Repeat every line that appears below, with nothing altered.

== == ==

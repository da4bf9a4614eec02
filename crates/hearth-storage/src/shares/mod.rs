//! Local share publication.
//!
//! - [`ShareRegistry`] - persisted share records, naming, shared secret,
//!   reactive pruning
//! - [`SambaPublisher`] - daemon configuration and lifecycle

mod registry;
mod samba;

pub use registry::{ShareRecord, ShareRegistry};
pub use samba::{Daemon, PublishedShare, SambaPublisher, ServiceControl, SystemServices};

== == ==

_Answer box_
repository da4bf9a4614eec02
filename crates/hearth-storage/src/shares/mod.rs
//! Local share publication.
//!
//! - [`ShareRegistry`] - persisted share records, naming, shared secret,
//!   reactive pruning
//! - [`SambaPublisher`] - daemon configuration and lifecycle

mod registry;
mod samba;

pub use registry::{ShareRecord, ShareRegistry};
pub use samba::{Daemon, PublishedShare, SambaPublisher, ServiceControl, SystemServices};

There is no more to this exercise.